M. Bélair-Cirino (Marco) :
Dans un autre dossier, si vous le permettez, celui du ministère des Transports.
Vous êtres membre, sauf erreur, de la Commission de l'administration publique.
Mme Dominique Savoie, qui était la sous-ministre en titre du
ministère des Transports et aujourd'hui dans les limbes de l'État québécois,
elle est rattachée au ministère du Conseil exécutif. Est-ce que, tout d'abord,
elle doit être démise de ses fonctions sans tarder par M. Couillard?
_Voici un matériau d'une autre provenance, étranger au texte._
//! Retry policy shared across layers
//!
//! The page loop, the batch writer, and the reconnect path all retry with
//! some flavor of backoff. Instead of duplicating ad-hoc loops, each layer
//! holds a [`Backoff`] describing its attempt ceiling and delay shape and
//! asks it for the delay after a given failed attempt.

use rand::Rng;
use std::time::Duration;

/// A bounded backoff policy
///
/// `delay_after(attempt)` returns the delay to sleep after the given
/// zero-based failed attempt, or `None` once the attempt ceiling is reached
/// and the operation should be given up.
#[derive(Debug, Clone)]
pub struct Backoff {
    /// Maximum number of attempts before giving up
    pub limit: u32,

    /// Delay after the first failed attempt
    pub base: Duration,

    /// Whether the delay doubles with each attempt
    pub exponential: bool,

    /// Whether up to 100ms of random jitter is added to each delay
    pub jitter: bool,
}

impl Backoff {
    /// Fixed delay between attempts, no jitter
    pub fn fixed(limit: u32, base: Duration) -> Self {
        Self {
            limit,
            base,
            exponential: false,
            jitter: false,
        }
    }

    /// Exponentially growing delay with random jitter
    pub fn exponential_jitter(limit: u32, base: Duration) -> Self {
        Self {
            limit,
            base,
            exponential: true,
            jitter: true,
        }
    }

    /// Delay to sleep after failed attempt `attempt` (zero-based)
    ///
    /// Returns `None` when the ceiling is exhausted. The last attempt gets
    /// no delay: there is nothing left to wait for.
    pub fn delay_after(&self, attempt: u32) -> Option<Duration> {
        if attempt + 1 >= self.limit {
            return None;
        }

        let mut delay = if self.exponential {
            self.base.saturating_mul(1u32 << attempt.min(16))
        } else {
            self.base
        };

        if self.jitter {
            let extra = rand::thread_rng().gen_range(0..100);
            delay += Duration::from_millis(extra);
        }

        Some(delay)
    }

    /// Runs a blocking operation under this policy
    ///
    /// Retries `op` while `is_retryable` holds for the error, sleeping on the
    /// current thread between attempts. Used by the synchronous storage
    /// layer; async callers drive `delay_after` with their own sleeps.
    pub fn run_blocking<T, E>(
        &self,
        mut op: impl FnMut() -> std::result::Result<T, E>,
        is_retryable: impl Fn(&E) -> bool,
    ) -> std::result::Result<T, E> {
        let mut attempt = 0;
        loop {
            match op() {
                Ok(value) => return Ok(value),
                Err(e) if is_retryable(&e) => match self.delay_after(attempt) {
                    Some(delay) => {
                        std::thread::sleep(delay);
                        attempt += 1;
                    }
                    None => return Err(e),
                },
                Err(e) => return Err(e),
            }
        }
    }
}

#[cfg(test)]
mod tests {
    use super::*;

    #[test]
    fn test_fixed_delay_is_constant() {
        let policy = Backoff::fixed(4, Duration::from_millis(50));
        assert_eq!(policy.delay_after(0), Some(Duration::from_millis(50)));
        assert_eq!(policy.delay_after(1), Some(Duration::from_millis(50)));
        assert_eq!(policy.delay_after(2), Some(Duration::from_millis(50)));
    }

    #[test]
    fn test_ceiling_exhausts() {
        let policy = Backoff::fixed(3, Duration::from_millis(10));
        assert!(policy.delay_after(0).is_some());
        assert!(policy.delay_after(1).is_some());
        assert_eq!(policy.delay_after(2), None);
    }

    #[test]
    fn test_single_attempt_never_sleeps() {
        let policy = Backoff::fixed(1, Duration::from_secs(10));
        assert_eq!(policy.delay_after(0), None);
    }

    #[test]
    fn test_exponential_growth() {
        let policy = Backoff {
            limit: 5,
            base: Duration::from_millis(100),
            exponential: true,
            jitter: false,
        };
        assert_eq!(policy.delay_after(0), Some(Duration::from_millis(100)));
        assert_eq!(policy.delay_after(1), Some(Duration::from_millis(200)));
        assert_eq!(policy.delay_after(2), Some(Duration::from_millis(400)));
    }

    #[test]
    fn test_jitter_stays_bounded() {
        let policy = Backoff::exponential_jitter(3, Duration::from_millis(100));
        let delay = policy.delay_after(0).unwrap();
        assert!(delay >= Duration::from_millis(100));
        assert!(delay < Duration::from_millis(200));
    }

    #[test]
    fn test_run_blocking_retries_then_succeeds() {
        let policy = Backoff::fixed(3, Duration::from_millis(1));
        let mut calls = 0;
        let result: Result<u32, &str> = policy.run_blocking(
            || {
                calls += 1;
                if calls < 3 {
                    Err("busy")
                } else {
                    Ok(42)
                }
            },
            |_| true,
        );
        assert_eq!(result, Ok(42));
        assert_eq!(calls, 3);
    }

    #[test]
    fn test_run_blocking_gives_up_at_ceiling() {
        let policy = Backoff::fixed(2, Duration::from_millis(1));
        let mut calls = 0;
        let result: Result<u32, &str> = policy.run_blocking(
            || {
                calls += 1;
                Err("busy")
            },
            |_| true,
        );
        assert_eq!(result, Err("busy"));
        assert_eq!(calls, 2);
    }

    #[test]
    fn test_run_blocking_does_not_retry_fatal_errors() {
        let policy = Backoff::fixed(5, Duration::from_millis(1));
        let mut calls = 0;
        let result: Result<u32, &str> = policy.run_blocking(
            || {
                calls += 1;
                Err("fatal")
            },
            |e| *e == "busy",
        );
        assert_eq!(result, Err("fatal"));
        assert_eq!(calls, 1);
    }
}
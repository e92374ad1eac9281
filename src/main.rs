//! Flatwatch main entry point

use anyhow::Context;
use clap::Parser;
use flatwatch::config::load_config;
use flatwatch::storage::{initialize_schema, SqliteStore};
use flatwatch::{Crawler, KrishaParser};
use std::path::PathBuf;
use std::sync::atomic::{AtomicBool, Ordering};
use std::sync::Arc;
use tracing_subscriber::EnvFilter;

/// Flatwatch: an incremental real-estate listing harvester
///
/// Crawls a paginated listing search, skips listings whose price has not
/// changed, and persists records with an append-only price history.
#[derive(Parser, Debug)]
#[command(name = "flatwatch")]
#[command(version = "1.0.0")]
#[command(about = "Incremental real-estate listing harvester", long_about = None)]
struct Cli {
    /// Path to TOML configuration file
    #[arg(value_name = "CONFIG")]
    config: PathBuf,

    /// Increase logging verbosity (-v, -vv, -vvv)
    #[arg(short, long, action = clap::ArgAction::Count)]
    verbose: u8,

    /// Suppress non-error output
    #[arg(short, long, conflicts_with = "verbose")]
    quiet: bool,

    /// Validate config, print the effective settings, and exit
    #[arg(long, conflicts_with = "init_db")]
    dry_run: bool,

    /// Create the database schema and exit
    #[arg(long)]
    init_db: bool,
}

#[tokio::main]
async fn main() -> anyhow::Result<()> {
    let cli = Cli::parse();

    setup_logging(cli.verbose, cli.quiet);

    tracing::info!("Loading configuration from: {}", cli.config.display());
    let config = load_config(&cli.config)
        .with_context(|| format!("failed to load {}", cli.config.display()))?;

    if cli.dry_run {
        handle_dry_run(&config);
        return Ok(());
    }

    if cli.init_db {
        let conn = rusqlite::Connection::open(&config.storage.database_path)?;
        initialize_schema(&conn)?;
        println!("Schema initialized at {}", config.storage.database_path);
        return Ok(());
    }

    handle_crawl(config).await
}

/// Sets up the tracing subscriber based on verbosity level
fn setup_logging(verbose: u8, quiet: bool) {
    let filter = if quiet {
        EnvFilter::new("error")
    } else {
        match verbose {
            0 => EnvFilter::new("flatwatch=info,warn"),
            1 => EnvFilter::new("flatwatch=debug,info"),
            2 => EnvFilter::new("flatwatch=trace,debug"),
            _ => EnvFilter::new("trace"),
        }
    };

    tracing_subscriber::fmt()
        .with_env_filter(filter)
        .with_target(false)
        .with_thread_ids(false)
        .with_file(false)
        .init();
}

/// Handles --dry-run: shows what one crawl run would do
fn handle_dry_run(config: &flatwatch::Config) {
    println!("=== Flatwatch Dry Run ===\n");

    println!("Search:");
    println!("  Start URL: {}", config.search.start_url());

    println!("\nFetch:");
    println!("  Retry schedule: {:?}s", config.fetch.retry_delays);
    println!("  Timeout: {}s", config.fetch.timeout);
    println!("  User agent: {}", config.fetch.user_agent);

    println!("\nCrawler:");
    println!("  Ads per page: {}", config.crawler.ads_per_page);
    println!("  Listing delay: {}ms", config.crawler.listing_delay_ms);
    println!("  Missed-listing limit: {}", config.crawler.max_missed_listings);
    println!("  Page retries: {}", config.crawler.page_retry_limit);
    println!("  Next-page retries: {}", config.crawler.next_page_retry_limit);

    println!("\nStorage:");
    println!("  Database: {}", config.storage.database_path);
    println!("  Batch size: {}", config.storage.batch_size);
    println!("  Write retries: {}", config.storage.write_retry_limit);

    println!("\n✓ Configuration is valid");
}

/// Runs one crawl to completion or abort
async fn handle_crawl(config: flatwatch::Config) -> anyhow::Result<()> {
    let store = SqliteStore::new(&config.storage).context("failed to open database")?;
    let parser = KrishaParser::new(&config.search.base_url);

    // Cooperative shutdown: checked between pages and listings; any
    // in-flight batch transaction finishes first.
    let shutdown = Arc::new(AtomicBool::new(false));
    let flag = shutdown.clone();
    tokio::spawn(async move {
        if tokio::signal::ctrl_c().await.is_ok() {
            tracing::info!("Interrupt received, finishing current batch before exit");
            flag.store(true, Ordering::Relaxed);
        }
    });

    let mut crawler = Crawler::new(config, parser, store, shutdown)?;
    match crawler.run().await {
        Ok(()) => {
            tracing::info!("Crawl completed");
            Ok(())
        }
        Err(e) => {
            tracing::error!("Crawl failed: {}", e);
            Err(e.into())
        }
    }
}
//! Database schema definitions
//!
//! The notification front-end reads these tables directly, so the shape is a
//! contract: `flats` keyed by listing id, `prices` append-only keyed by
//! (flat_id, date).

/// SQL schema for the database
pub const SCHEMA_SQL: &str = r#"
-- Listing metadata, one row per listing, upserted by id
CREATE TABLE IF NOT EXISTS flats (
    id INTEGER PRIMARY KEY,
    url TEXT NOT NULL,
    rooms INTEGER,
    area INTEGER,
    city TEXT,
    lat REAL,
    lon REAL,
    description TEXT,
    photo TEXT,
    address TEXT,
    title TEXT NOT NULL,
    first_seen TEXT NOT NULL,
    last_seen TEXT NOT NULL
);

-- Append-only price history, at most one observation per listing per day
CREATE TABLE IF NOT EXISTS prices (
    id INTEGER PRIMARY KEY AUTOINCREMENT,
    flat_id INTEGER NOT NULL REFERENCES flats(id),
    date TEXT NOT NULL,
    price INTEGER NOT NULL,
    market_percent REAL NOT NULL DEFAULT 0,
    UNIQUE(flat_id, date)
);

CREATE INDEX IF NOT EXISTS idx_prices_flat_date ON prices(flat_id, date);
"#;

/// Initializes the database schema
///
/// # Arguments
///
/// * `conn` - The database connection
///
/// # Returns
///
/// * `Ok(())` - Schema initialized successfully
/// * `Err(rusqlite::Error)` - Failed to initialize schema
pub fn initialize_schema(conn: &rusqlite::Connection) -> Result<(), rusqlite::Error> {
    conn.execute_batch(SCHEMA_SQL)?;
    Ok(())
}

#[cfg(test)]
mod tests {
    use super::*;
    use rusqlite::Connection;

    #[test]
    fn test_schema_initializes() {
        let conn = Connection::open_in_memory().unwrap();
        assert!(initialize_schema(&conn).is_ok());
    }

    #[test]
    fn test_schema_is_idempotent() {
        let conn = Connection::open_in_memory().unwrap();
        initialize_schema(&conn).unwrap();
        assert!(initialize_schema(&conn).is_ok());
    }

    #[test]
    fn test_tables_exist_after_init() {
        let conn = Connection::open_in_memory().unwrap();
        initialize_schema(&conn).unwrap();

        for table in ["flats", "prices"] {
            let count: i64 = conn
                .query_row(
                    "SELECT COUNT(*) FROM sqlite_master WHERE type='table' AND name=?1",
                    [table],
                    |row| row.get(0),
                )
                .unwrap();
            assert_eq!(count, 1, "Table {} should exist", table);
        }
    }

    #[test]
    fn test_price_unique_per_day() {
        let conn = Connection::open_in_memory().unwrap();
        initialize_schema(&conn).unwrap();

        conn.execute(
            "INSERT INTO flats (id, url, title, first_seen, last_seen)
             VALUES (1, 'u', 't', 'now', 'now')",
            [],
        )
        .unwrap();
        conn.execute(
            "INSERT INTO prices (flat_id, date, price) VALUES (1, '2026-08-29', 100)",
            [],
        )
        .unwrap();

        let dup = conn.execute(
            "INSERT INTO prices (flat_id, date, price) VALUES (1, '2026-08-29', 200)",
            [],
        );
        assert!(dup.is_err());
    }
}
Est-ce qu'elle a le droit à un procès juste et équitable, selon vous?
M. Khadir
: Bien sûr,
elle a le droit...
M. Bélair-Cirino (Marco) : Et
est-ce qu'elle a ce traitement-là présentement?
M. Khadir
: Attendez.
Dans les pays où il y a des problèmes de corruption de longue date, lorsque...
On voit plusieurs gouvernements... Moi, je me rappelle très bien du
gouvernement de Lula, lorsqu'il y a des accusations assez graves contre
quelqu'un, en attendant que ces questions soient réglées, démettait la personne
de ses fonctions, puis disait : Va te défendre devant les cours, tu as le
droit à une défense pleine et entière et tu reviendras si tu démontres ton... Actuellement,
c'est le contraire qui se passe. Le gouvernement protège, protège, protège,
offre même des niches, offre même une espèce de havre de confort et de
récompense probablement pour loyauté démontrée. On ne sait pas ce que
Mme Savoie a exactement fait, mais on comprend très bien qu'au moment où
elle les a faits, ça permettait au gouvernement d'éviter d'embarras. En fait,
le gouvernement a essayé d'éviter l'embarras que ça se sache qu'il y avait
d'énormes problèmes au ministère du Transport pendant tout le règne libéral,
d'accord, donc, offre une protection en retour de la loyauté démontrée par
cette sous-ministre qui, de toute évidence... Moi, je ne crois pas son
hypothèse. Elle a écrit, hein, les journaux en ont parlé. Je ne crois pas ses
affirmations comme quoi elle n'a pas agi de manière malveillante et n'a pas
menti à l'Assemblée. Maintenant, elle va devoir aller convaincre la juge ou le
juge, mais, en attendant, le gouvernement n'a pas à offrir du confort et un
refuge pour ces gens-là. Il y a des accusations très graves. C'est vraiment une
parole qui semble tout à fait non crédible donnée devant les membres de
l'Assemblée nationale. Elle nous doit des excuses. Elle est dans le déni. Bon,
d'accord, elle a droit à un procès, mais, en attendant, nous, sans se
substituer au juge, on n'a pas à offrir un refuge et une protection à ces
gens-là. Qu'on leur dise : Bien, allez vous défendre, vous êtes sous de
graves accusations, et ces accusations sont importantes.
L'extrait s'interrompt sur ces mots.